Es gibt kein Christentum ohne das Judentum
Anlässlich des Tags des Judentums am 17. Jänner weisen wir auf die herausragende Stellung des Judentums unter den Religionen hin. Das Christentum ist in seinem Ur-Sinn und in seiner Erscheinungsform nicht vom Judentum zu trennen, wie auch der Islam eine gemeinsame Geschichte und seine Werte mit dem Judentum teilt. „Es gibt kein Christentum ohne das Judentum,“ so Katharina Renner, Vizepräsidentin der Katholischen Aktion Österreich und Mitglied im Koordinierungsausschuss für christlich-jüdische Zusammenarbeit.
"Christinnen und Christen können biblische Texte, Traditionen, die eigene Geschichte nicht kennen, wenn sie die Weise, wie Jüdinnen und Juden mit Texten umgehen, nicht erfahren haben“, ist Renner, die selbst Theologin ist, überzeugt.
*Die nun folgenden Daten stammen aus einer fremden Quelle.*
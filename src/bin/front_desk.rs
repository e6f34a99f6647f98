// Walks one guest through a stay: search, book, pay, redeem, request, review, cancel

use anyhow::{anyhow, Context};
use chrono::NaiveDate;
use clap::Parser;
use hotel_management::{
    logging, AnyGuest, Booking, BookingHandle, Feedback, Guest, GuestAccount, Hotel, HotelDraft,
    LoyalGuest, LoyaltyProgram, ModelConfig, Payment, ServiceRequest,
};
use std::path::PathBuf;

const DEFAULT_SEED: &str = r#"{
    "name": "Emirates Palace",
    "location": "Abu Dhabi",
    "total_rooms": 2,
    "rooms": [
        {"room_number": 101, "room_type": "Deluxe", "price_per_night": 500.0, "is_available": true, "amenities": ["WiFi"]},
        {"room_number": 102, "room_type": "Suite", "price_per_night": 1000.0, "is_available": true, "amenities": ["WiFi", "Sea view"]}
    ]
}"#;

#[derive(Parser, Debug)]
#[command(name = "front_desk", about = "Runs a sample stay against the reservation model")]
struct Cli {
    /// Hotel inventory as JSON
    #[arg(long)]
    seed: Option<PathBuf>,

    /// Model configuration as TOML
    #[arg(long)]
    config: Option<PathBuf>,

    /// Room type to book
    #[arg(long, default_value = "Deluxe")]
    room_type: String,

    #[arg(short, long)]
    verbose: bool,
}

fn main() -> anyhow::Result<()> {
    let cli = Cli::parse();
    logging::init_logger(cli.verbose);

    let config = match &cli.config {
        Some(path) => ModelConfig::from_file(path)?,
        None => ModelConfig::default(),
    };

    let seed = match &cli.seed {
        Some(path) => std::fs::read_to_string(path)
            .with_context(|| format!("reading seed {}", path.display()))?,
        None => DEFAULT_SEED.to_string(),
    };
    let draft: HotelDraft = serde_json::from_str(&seed).context("parsing hotel seed")?;
    let hotel = Hotel::try_from(draft)?;
    println!("{}", hotel);

    let guest = AnyGuest::from(LoyalGuest::new(
        Guest::new("Ahmed", "Dubai", "ahmed@example.com", "0507654321"),
        150,
        "Gold",
    ))
    .into_handle();
    println!("{}", guest);

    let room = hotel
        .search_available_rooms(&cli.room_type)
        .into_iter()
        .next()
        .ok_or_else(|| anyhow!("no available {} room", cli.room_type))?;
    println!("{}", room);

    let check_in = NaiveDate::from_ymd_opt(2024, 6, 1).context("invalid check-in date")?;
    let check_out = NaiveDate::from_ymd_opt(2024, 6, 3).context("invalid check-out date")?;
    let nightly = room.read().get_price_per_night();
    let booking = Booking::new(1, guest.clone(), room.clone(), check_in, check_out, 0.0);
    let total = nightly * booking.nights() as f64;
    let booking = BookingHandle::new(booking);
    booking.write().set_total_price(total);

    booking.read().confirm_booking();
    println!("{}", booking.read().send_confirmation());
    println!("{}", room);

    let payment = Payment::new(1, booking.clone(), total, "Credit Card");
    println!("{}", payment.process_payment());

    let points = guest
        .read()
        .as_loyal()
        .map(LoyalGuest::get_points_earned)
        .unwrap_or_default();
    let mut program = LoyaltyProgram::with_config(points, vec!["Spa voucher".to_string()], config.loyalty);
    println!("{}", program.redeem_points());
    if let Some(loyal) = guest.write().as_loyal_mut() {
        loyal.set_points_earned(program.get_points_earned());
    }

    let request = ServiceRequest::new(1, guest.clone(), "Extra towels", "Pending");
    println!("{}", request.submit_request());

    let feedback = Feedback::new(1, guest.clone(), 5, "Wonderful stay");
    println!("{}", feedback.submit_feedback());

    if let Err(e) = guest.read().view_history() {
        tracing::info!("{}", e);
    }

    println!("{}", booking.read().generate_invoice());
    booking.read().cancel_booking();
    println!("{}", room);
    println!("{}", guest);

    Ok(())
}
Das Judentum lehre den kritischen und offenen Blick auf Texte. „Im Christentum haben wir verlernt, die Warum-Frage zu stellen: Wir nehmen biblische Texte als gegeben hin und vermeiden das Nach-Spüren und kritische Nachbohren,“ so Renner. Hier in einen intensiven Dialog mit dem jüdischen Umgang mit Texten zu kommen, führt zu einem tieferen Erleben des eigenen Glaubens.
Die Abgrenzung vom Judentum war in den Anfangszeiten des Christentums stark und durchzieht die gesamte Kirchengeschichte. Heute hindert diese Abwehr aber daran, die Bibel in ihrer Fülle zu erleben. In der jüngeren Kirchengeschichte gab es immer wieder Ansätze, für Antijudaismus und Antisemitismus zu sensibilisieren. Dieses Bemühen darf nicht nachlassen, gerade jetzt, wo zunehmender Antisemitismus das Leben von Jüdinnen und Juden weltweit bedroht. Umso wichtiger ist es, dass sich alle Religionsgemeinschaften gemeinsam für den Frieden in der Welt einsetzen, so das Präsident:innen-Team der Katholischen Aktion Österreich, Ferdinand Kaineder, Katharina Renner und Thomas Immervoll.